● WORK REQUIRED
Look through the entries. Copy each line that has the word "Self".

[Stored data entries]

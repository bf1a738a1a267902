//! HSL cylindrical color representation
//!
//! Swatch classification (near-black/near-white, saturation weighting, the
//! hue-neighborhood filter) and the toward-light contrast search all work
//! on HSL. Components are `f32`, matching the precision swatches carry.

use super::lut::to_channel;
use super::rgb::Rgb;

/// A color in HSL space.
#[derive(Debug, Clone, Copy, PartialEq)]
#[cfg_attr(feature = "serde", derive(serde::Serialize, serde::Deserialize))]
pub struct Hsl {
    /// Hue in degrees, `0.0..360.0`
    pub h: f32,
    /// Saturation, `0.0..=1.0`
    pub s: f32,
    /// Lightness, `0.0..=1.0`
    pub l: f32,
}

impl Hsl {
    /// Create a new HSL color. Components are not validated.
    #[inline]
    pub fn new(h: f32, s: f32, l: f32) -> Self {
        Self { h, s, l }
    }

    /// Same hue and saturation with a different lightness.
    #[inline]
    pub fn with_lightness(self, l: f32) -> Self {
        Self { l, ..self }
    }
}

impl From<Rgb> for Hsl {
    fn from(rgb: Rgb) -> Self {
        let rf = rgb.r as f32 / 255.0;
        let gf = rgb.g as f32 / 255.0;
        let bf = rgb.b as f32 / 255.0;

        let max = rf.max(gf.max(bf));
        let min = rf.min(gf.min(bf));
        let delta = max - min;

        let l = (max + min) / 2.0;
        let (mut h, s) = if max == min {
            (0.0, 0.0)
        } else {
            let h = if max == rf {
                ((gf - bf) / delta) % 6.0
            } else if max == gf {
                (bf - rf) / delta + 2.0
            } else {
                (rf - gf) / delta + 4.0
            };
            (h, delta / (1.0 - (2.0 * l - 1.0).abs()))
        };

        h = (h * 60.0) % 360.0;
        if h < 0.0 {
            h += 360.0;
        }

        Self {
            h: h.clamp(0.0, 360.0),
            s: s.clamp(0.0, 1.0),
            l: l.clamp(0.0, 1.0),
        }
    }
}

impl From<Hsl> for Rgb {
    fn from(hsl: Hsl) -> Self {
        let Hsl { h, s, l } = hsl;

        let c = (1.0 - (2.0 * l - 1.0).abs()) * s;
        let m = l - 0.5 * c;
        let x = c * (1.0 - ((h / 60.0) % 2.0 - 1.0).abs());

        let (r, g, b) = match (h / 60.0) as i32 {
            0 => (c + m, x + m, m),
            1 => (x + m, c + m, m),
            2 => (m, c + m, x + m),
            3 => (m, x + m, c + m),
            4 => (x + m, m, c + m),
            5 | 6 => (c + m, m, x + m),
            _ => (0.0, 0.0, 0.0),
        };

        Rgb::new(
            to_channel(r as f64),
            to_channel(g as f64),
            to_channel(b as f64),
        )
    }
}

● THE ANSWER
    pub fn new(h: f32, s: f32, l: f32) -> Self {
        Self { h, s, l }
    pub fn with_lightness(self, l: f32) -> Self {
        Self { l, ..self }
    fn from(rgb: Rgb) -> Self {
        Self {
    fn from(hsl: Hsl) -> Self {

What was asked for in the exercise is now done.